The Buried Giant by Kazuo Ishiguro

This is a book that was loaned to me by one of my very best friends and other than the fact that she had recommended it to me as a book that was good, I knew absolutely nothing about it apart from the title. I hadn’t even read anything else by Kazuo Ishiguro before.

When I started it, I initially thought that it was a piece of historic fiction – set during a period when the Britons and the Saxons were finding it hard to accept one another, it tells the story of a older married couple who want to head out to visit their son. The problem is that they don’t really remember their son and, indeed, everyone seems to be having trouble remembering things because of a strange fog that erases memories.

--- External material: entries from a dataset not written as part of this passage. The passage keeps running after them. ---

//! Core domain types for chess over a shared log.

use derive_more::{Display, Error};
use serde::{Deserialize, Serialize};
use std::str::FromStr;
use strum::EnumIter;

/// Side in the game.
#[derive(Debug, Display, Clone, Copy, PartialEq, Eq, Hash, Serialize, Deserialize, EnumIter)]
#[serde(rename_all = "lowercase")]
pub enum Side {
    /// Moves first (white in the rules engine).
    #[display("first")]
    First,
    /// Moves second (black in the rules engine).
    #[display("second")]
    Second,
}

impl Side {
    /// Returns the opposing side.
    pub fn opponent(self) -> Self {
        match self {
            Side::First => Side::Second,
            Side::Second => Side::First,
        }
    }

    /// Whether this side reads and writes coordinates mirrored relative to
    /// the rules engine.
    ///
    /// Both participants type moves as if they sat on the first side of the
    /// board, so only the second side's coordinates need flipping.
    pub fn is_mirrored(self) -> bool {
        matches!(self, Side::Second)
    }

    /// Side that authored the move at `index` (0-based, counting moves only).
    pub fn for_move_index(index: usize) -> Self {
        if index % 2 == 0 { Side::First } else { Side::Second }
    }
}

/// Kind of chess piece.
#[derive(Debug, Display, Clone, Copy, PartialEq, Eq, Hash, Serialize, Deserialize, EnumIter)]
#[serde(rename_all = "lowercase")]
pub enum PieceKind {
    /// Pawn.
    #[display("pawn")]
    Pawn,
    /// Knight.
    #[display("knight")]
    Knight,
    /// Bishop.
    #[display("bishop")]
    Bishop,
    /// Rook.
    #[display("rook")]
    Rook,
    /// Queen.
    #[display("queen")]
    Queen,
    /// King.
    #[display("king")]
    King,
}

impl PieceKind {
    /// Algebraic notation letter. Pawns have none.
    pub fn letter(self) -> Option<char> {
        match self {
            PieceKind::Pawn => None,
            PieceKind::Knight => Some('N'),
            PieceKind::Bishop => Some('B'),
            PieceKind::Rook => Some('R'),
            PieceKind::Queen => Some('Q'),
            PieceKind::King => Some('K'),
        }
    }

    /// Board glyph.
    pub fn glyph(self) -> char {
        match self {
            PieceKind::Pawn => '♟',
            PieceKind::Knight => '♞',
            PieceKind::Bishop => '♝',
            PieceKind::Rook => '♜',
            PieceKind::Queen => '♛',
            PieceKind::King => '♚',
        }
    }
}

/// A piece standing on a square.
#[derive(Debug, Clone, Copy, PartialEq, Eq, Hash, Serialize, Deserialize)]
pub struct Occupant {
    /// Piece kind.
    pub kind: PieceKind,
    /// Owning side.
    pub side: Side,
}

impl Occupant {
    /// Creates a new occupant.
    pub fn new(kind: PieceKind, side: Side) -> Self {
        Self { kind, side }
    }
}

/// Board file, `a` through `h`.
#[derive(Debug, Clone, Copy, PartialEq, Eq, PartialOrd, Ord, Hash)]
pub struct File(u8);

impl File {
    /// Creates a file from its index (0 = `a`).
    pub fn from_index(index: u8) -> Option<Self> {
        (index < 8).then_some(Self(index))
    }

    /// Parses a file letter.
    pub fn from_char(c: char) -> Option<Self> {
        match c {
            'a'..='h' => Some(Self(c as u8 - b'a')),
            _ => None,
        }
    }

    /// Index from 0 (`a`) to 7 (`h`).
    pub fn index(self) -> u8 {
        self.0
    }

    /// File letter.
    pub fn to_char(self) -> char {
        (b'a' + self.0) as char
    }

    /// Mirrors `a↔h`, `b↔g`, `c↔f`, `d↔e`.
    pub fn flip(self) -> Self {
        Self(7 - self.0)
    }
}

/// Board rank, `1` through `8`.
#[derive(Debug, Clone, Copy, PartialEq, Eq, PartialOrd, Ord, Hash)]
pub struct Rank(u8);

impl Rank {
    /// Creates a rank from its index (0 = rank 1).
    pub fn from_index(index: u8) -> Option<Self> {
        (index < 8).then_some(Self(index))
    }

    /// Parses a rank digit.
    pub fn from_char(c: char) -> Option<Self> {
        match c {
            '1'..='8' => Some(Self(c as u8 - b'1')),
            _ => None,
        }
    }

    /// Index from 0 (rank 1) to 7 (rank 8).
    pub fn index(self) -> u8 {
        self.0
    }

    /// Rank digit.
    pub fn to_char(self) -> char {
        (b'1' + self.0) as char
    }

    /// Mirrors `1↔8`, `2↔7`, `3↔6`, `4↔5`.
    pub fn flip(self) -> Self {
        Self(7 - self.0)
    }

    /// Whether this is rank 1 or rank 8.
    pub fn is_back_rank(self) -> bool {
        self.0 == 0 || self.0 == 7
    }
}

/// A square on the board.
#[derive(Debug, Display, Clone, Copy, PartialEq, Eq, Hash)]
#[display("{}{}", file.to_char(), rank.to_char())]
pub struct Coord {
    /// File.
    pub file: File,
    /// Rank.
    pub rank: Rank,
}

impl Coord {
    /// Creates a coordinate.
    pub fn new(file: File, rank: Rank) -> Self {
        Self { file, rank }
    }

    /// Mirrors both file and rank.
    pub fn flip(self) -> Self {
        Self::new(self.file.flip(), self.rank.flip())
    }

    /// Returns the flipped coordinate when `flip` is set.
    pub fn oriented(self, flip: bool) -> Self {
        if flip { self.flip() } else { self }
    }
}

impl FromStr for Coord {
    type Err = MoveSyntaxError;

    fn from_str(s: &str) -> Result<Self, Self::Err> {
        let mut chars = s.chars();
        match (chars.next(), chars.next(), chars.next()) {
            (Some(f), Some(r), None) => match (File::from_char(f), Rank::from_char(r)) {
                (Some(file), Some(rank)) => Ok(Coord::new(file, rank)),
                _ => Err(MoveSyntaxError::new(s)),
            },
            _ => Err(MoveSyntaxError::new(s)),
        }
    }
}

/// Input that is not a coordinate pair such as `e2e4`.
#[derive(Debug, Clone, PartialEq, Eq, Display, Error)]
#[display("Not a coordinate move: {:?}", input)]
pub struct MoveSyntaxError {
    /// The rejected input.
    pub input: String,
}

impl MoveSyntaxError {
    fn new(input: &str) -> Self {
        Self {
            input: input.to_string(),
        }
    }
}

/// A coordinate pair in the mover's own orientation, e.g. `e2e4`.
#[derive(Debug, Display, Clone, Copy, PartialEq, Eq, Hash, Serialize, Deserialize)]
#[display("{}{}", origin, destination)]
#[serde(try_from = "String", into = "String")]
pub struct RawMove {
    /// Origin square.
    pub origin: Coord,
    /// Destination square.
    pub destination: Coord,
}

impl RawMove {
    /// Creates a raw move.
    pub fn new(origin: Coord, destination: Coord) -> Self {
        Self {
            origin,
            destination,
        }
    }

    /// Mirrors both squares.
    pub fn flip(self) -> Self {
        Self::new(self.origin.flip(), self.destination.flip())
    }

    /// Returns the flipped move when `flip` is set.
    pub fn oriented(self, flip: bool) -> Self {
        if flip { self.flip() } else { self }
    }
}

impl FromStr for RawMove {
    type Err = MoveSyntaxError;

    fn from_str(s: &str) -> Result<Self, Self::Err> {
        let s = s.trim();
        if !s.is_ascii() || s.len() != 4 {
            return Err(MoveSyntaxError::new(s));
        }
        let origin = s[..2].parse().map_err(|_| MoveSyntaxError::new(s))?;
        let destination = s[2..].parse().map_err(|_| MoveSyntaxError::new(s))?;
        Ok(Self::new(origin, destination))
    }
}

impl TryFrom<String> for RawMove {
    type Error = MoveSyntaxError;

    fn try_from(value: String) -> Result<Self, Self::Error> {
        value.parse()
    }
}

impl From<RawMove> for String {
    fn from(value: RawMove) -> Self {
        value.to_string()
    }
}

/// Opaque participant identity, as resolved by the log layer.
#[derive(Debug, Display, Clone, PartialEq, Eq, Hash, Serialize, Deserialize)]
#[serde(transparent)]
pub struct Participant(String);

impl Participant {
    /// Creates a participant identity.
    pub fn new(name: impl Into<String>) -> Self {
        Self(name.into())
    }

    /// Identity as a string.
    pub fn as_str(&self) -> &str {
        &self.0
    }
}

impl From<&str> for Participant {
    fn from(value: &str) -> Self {
        Self::new(value)
    }
}

/// Sides elected for the local session. Computed once, never recomputed.
#[derive(Debug, Clone, Copy, PartialEq, Eq)]
pub struct SessionRoleAssignment {
    /// Side of the local participant.
    pub local: Side,
    /// Side of the remote participant.
    pub opponent: Side,
}

impl SessionRoleAssignment {
    /// Assigns `local` and the opposing side.
    pub fn new(local: Side) -> Self {
        Self {
            local,
            opponent: local.opponent(),
        }
    }
}

/// How a finished game ended for the local participant.
#[derive(Debug, Display, Clone, Copy, PartialEq, Eq)]
pub enum Outcome {
    /// Local participant delivered checkmate.
    #[display("win")]
    Win,
    /// Remote participant delivered checkmate.
    #[display("loss")]
    Loss,
}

The fog was the first hint that this novel wasn’t entirely set within the confines of reality, but as it went on, I thought it felt a little more like a folktale, and even ended up tying into Arthurian legend in a pretty significant way. In the end, it felt like it was making some pretty profound comments about the behaviours of great nations and the things done in the name of war and peace.

I’ll admit that the writing style felt perhaps a little bit too dry for me – never quite going very deep into the emotions of its characters, just giving you a very surface level look, like you’d get with characters in folktales. At first, I thought this was pretty interesting, but by the middle it was starting to drag quite a bit – fortunately, it had such an interesting ending that I didn’t feel bored of it for long.

The two main characters, Axl and Beatrice, are kind of funny at times, the Axl prompted more than a few eye rolls from me. Throughout the book he almost exclusively refers to Beatrice as “princess” which might lead you to believe that he is a really loving and supportive husband, but then every time she’s worried about something, he tells her it’s fine and she doesn’t need to worry, but she’s right pretty much every time. It’s almost certainly intentional, but I found myself thinking that she could do better throughout. One of my favourite characters meanwhile, was Sir Gawain, who’s a shifty little old man – it’s probably the most interesting interpretation of the character that I’ve ever seen.

All in all, I thought it was quite an interesting and unique read. Blending fantasy, history, folklore, and legend, I can’t think of any novel that feels even a little similar. The pacing could definitely be better, and there were some chapters that didn’t really do much for me, but all things considered, I really like what the author was doing with this book.